From my viewpoint, this is like telling someone it's going to hurt after you've ripped off the Elastikon bandage from his hairy skin. Your clients need to start saving for that PU surgery, ACL tear, or splenic tumor when the pet is young.

The solution

I believe it's time for a new paradigm in which all general practitioners take greater responsibility for your clients' inabilities to cope with the ever-increasing costs of sick care for their pets.

No, you are not responsible for putting their money under a mattress or advising them on investments. Yes, many of them will ignore this valuable, and life-saving advice. So what? Many clients decline your annual dental prophies, yet I hope you don't stop offering them if you feel they are necessary.

Letting your clients know that insurance and credit plans exist, and that the cost of a major illness can run thousands of dollars, is your obligation as a responsible family doctor. Although my hospital carries credit and insurance brochures in the lobby, for most clients, the initial exposure to the veterinary medical system is through their visit to the general practitioner for vaccines.

Consider how your valuable time is spent with your patients in the first six months of their lives, and which subjects will have the greatest impact on their ultimate longevity and quality of life.
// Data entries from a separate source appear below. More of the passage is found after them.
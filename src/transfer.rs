//! Destination naming and the physical copy/move into the library

use crate::config::FileOperation;
use crate::error::{Error, Result};
use crate::time::TimestampKey;
use std::ffi::OsString;
use std::fs::{self, File, OpenOptions};
use std::io::{self, BufReader, BufWriter, Read, Write};
use std::path::{Path, PathBuf};
use tracing::{debug, warn};

/// Copy buffer size (256KB)
const COPY_BUFFER_SIZE: usize = 256 * 1024;

/// Suffix inserted before the extension when a name is already taken
const DUPLICATE_SUFFIX: &str = "_duplicated_";

/// `target_root/YYYY/YYYY_MM`
pub fn destination_dir(target_root: &Path, key: &TimestampKey) -> PathBuf {
    target_root
        .join(key.year())
        .join(format!("{}_{}", key.year(), key.month()))
}

/// Pick a destination for `source` that does not exist yet
///
/// The base name is kept unless it is taken, in which case
/// `<stem>_duplicated_<n><.ext>` is probed for n = 1, 2, ...
pub fn unique_destination(target_root: &Path, key: &TimestampKey, source: &Path) -> Result<PathBuf> {
    let filename = source
        .file_name()
        .ok_or_else(|| Error::Config(format!("{} has no file name", source.display())))?;

    let dir = destination_dir(target_root, key);
    let preferred = dir.join(filename);
    if !preferred.exists() {
        return Ok(preferred);
    }

    debug!(existing = ?preferred, ?source, "Destination name taken, renaming");

    let (stem, extension) = split_name(Path::new(filename));
    let mut n: u64 = 1;
    loop {
        let mut name = stem.clone();
        name.push(format!("{}{}", DUPLICATE_SUFFIX, n));
        if let Some(ext) = &extension {
            name.push(".");
            name.push(ext);
        }

        let candidate = dir.join(name);
        if !candidate.exists() {
            debug!(?candidate, "New filename");
            return Ok(candidate);
        }
        debug!(?candidate, "Duplicated");
        n += 1;
    }
}

/// Split a base name at its last dot, ignoring a leading dot
fn split_name(name: &Path) -> (OsString, Option<OsString>) {
    let stem = name
        .file_stem()
        .map(|s| s.to_os_string())
        .unwrap_or_else(|| name.as_os_str().to_os_string());
    let extension = name.extension().map(|e| e.to_os_string());
    (stem, extension)
}

/// Copy or move `source` to `dest`
///
/// If the first attempt fails because the destination directory is missing,
/// the directory is created and the transfer retried once. Any remaining
/// failure is a [`Error::Transfer`].
pub fn transfer(source: &Path, dest: &Path, operation: FileOperation) -> Result<()> {
    let first = perform_file_operation(source, dest, operation);
    let Err(first_error) = first else {
        return Ok(());
    };

    let parent = dest.parent().filter(|p| !p.as_os_str().is_empty());
    match parent {
        Some(parent) if !parent.exists() => {
            debug!(dir = ?parent, "Creating destination directory");
            fs::create_dir_all(parent).map_err(|e| transfer_error(source, dest, e))?;
            perform_file_operation(source, dest, operation).map_err(|e| transfer_error(source, dest, e))
        }
        _ => Err(transfer_error(source, dest, first_error)),
    }
}

fn transfer_error(source: &Path, dest: &Path, error: io::Error) -> Error {
    Error::Transfer {
        from: source.to_path_buf(),
        to: dest.to_path_buf(),
        source: error,
    }
}

fn perform_file_operation(source: &Path, dest: &Path, operation: FileOperation) -> io::Result<()> {
    let mtime = fs::metadata(source).and_then(|m| m.modified()).ok();

    if operation == FileOperation::Move {
        if dest.exists() {
            return Err(io::Error::new(
                io::ErrorKind::AlreadyExists,
                "destination already exists",
            ));
        }
        // Same filesystem: a rename keeps the mtime as-is
        if fs::rename(source, dest).is_ok() {
            return Ok(());
        }
    }

    copy_file(source, dest)?;

    // Preserve modification time
    if let Some(mtime) = mtime {
        let _ = filetime::set_file_mtime(dest, filetime::FileTime::from_system_time(mtime));
    }

    if operation == FileOperation::Move
        && let Err(e) = fs::remove_file(source)
    {
        // The copy would be left in the library without an index entry
        discard_partial(dest);
        return Err(e);
    }

    Ok(())
}

/// Copy file with buffered I/O, refusing to replace an existing file
///
/// A destination created here is removed again if the copy fails.
fn copy_file(source: &Path, dest: &Path) -> io::Result<()> {
    let src_file = File::open(source)?;
    let dest_file = OpenOptions::new().write(true).create_new(true).open(dest)?;

    let result = copy_contents(src_file, dest_file);
    if result.is_err() {
        discard_partial(dest);
    }
    result
}

fn copy_contents(src_file: File, dest_file: File) -> io::Result<()> {
    let mut reader = BufReader::with_capacity(COPY_BUFFER_SIZE, src_file);
    let mut writer = BufWriter::with_capacity(COPY_BUFFER_SIZE, dest_file);

    let mut buffer = vec![0u8; COPY_BUFFER_SIZE];
    loop {
        let bytes_read = reader.read(&mut buffer)?;
        if bytes_read == 0 {
            break;
        }
        writer.write_all(&buffer[..bytes_read])?;
    }

    writer.flush()?;
    Ok(())
}

fn discard_partial(dest: &Path) {
    match fs::remove_file(dest) {
        Ok(()) => debug!(?dest, "Removed incomplete destination"),
        Err(e) => warn!(?dest, error = %e, "Failed to remove incomplete destination"),
    }
}
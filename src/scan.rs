//! Directory traversal shared by index building and merging

use std::path::{Path, PathBuf};
use tracing::{debug, warn};
use walkdir::{DirEntry, WalkDir};

/// One walked entry
#[derive(Debug, Clone, PartialEq, Eq)]
pub enum ScanEntry {
    Directory(PathBuf),
    File(PathBuf),
}

impl ScanEntry {
    pub fn path(&self) -> &Path {
        match self {
            ScanEntry::Directory(p) | ScanEntry::File(p) => p,
        }
    }
}

/// Result of walking a tree
#[derive(Debug, Default)]
pub struct Scan {
    pub entries: Vec<ScanEntry>,
    /// Entries that could not be read and were skipped
    pub unreadable: usize,
}

/// Walk everything under `root` (not including `root` itself)
///
/// Entries are sorted by name within each directory. Hidden entries are left
/// out and hidden directories are not descended into. Symlinks are followed.
/// Unreadable entries are logged and counted, never fatal.
pub fn walk(root: &Path) -> Scan {
    let mut scan = Scan::default();

    if !root.exists() {
        warn!(?root, "Directory does not exist, nothing to scan");
        return scan;
    }

    for entry in WalkDir::new(root)
        .min_depth(1)
        .follow_links(true)
        .sort_by_file_name()
        .into_iter()
        .filter_entry(|e| !is_hidden(e))
    {
        match entry {
            Ok(entry) => {
                let path = entry.path().to_path_buf();
                if entry.file_type().is_dir() {
                    scan.entries.push(ScanEntry::Directory(path));
                } else {
                    scan.entries.push(ScanEntry::File(path));
                }
            }
            Err(e) => {
                warn!(path = ?e.path(), error = %e, "Skipping unreadable entry");
                scan.unreadable += 1;
            }
        }
    }

    debug!(?root, entries = scan.entries.len(), unreadable = scan.unreadable, "Walked directory");
    scan
}

fn is_hidden(entry: &DirEntry) -> bool {
    entry.depth() > 0
        && entry
            .file_name()
            .to_str()
            .map(|name| name.starts_with('.'))
            .unwrap_or(false)
}

/// Recognized media extension set
#[derive(Debug, Clone)]
pub struct MediaFilter {
    extensions: Vec<String>,
}

impl MediaFilter {
    /// Extensions are compared case-insensitively; a leading dot is ignored
    pub fn new<I, S>(extensions: I) -> Self
    where
        I: IntoIterator<Item = S>,
        S: AsRef<str>,
    {
        Self {
            extensions: extensions
                .into_iter()
                .map(|e| e.as_ref().trim_start_matches('.').to_lowercase())
                .collect(),
        }
    }

    pub fn is_recognized(&self, path: &Path) -> bool {
        path.extension()
            .and_then(|e| e.to_str())
            .map(|ext| {
                let ext = ext.to_lowercase();
                self.extensions.iter().any(|e| *e == ext)
            })
            .unwrap_or(false)
    }
}

impl Default for MediaFilter {
    fn default() -> Self {
        Self::new(crate::config::DEFAULT_EXTENSIONS)
    }
}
Besides the profound impact of behavioral/elimination problems leading to euthanasia decisions, I can't think of another matter that carries such a dramatic and daily impact on us, our patients and clients, that for now, we choose to ignore.

Until the day arrives when most of us take the time to discuss the costs of medical care with our clients, I will continue to feel saddened and responsible when the next pet owner in my exam room looks up at me through tears and states, "I had no idea it would ever cost this much to save my dog 's life".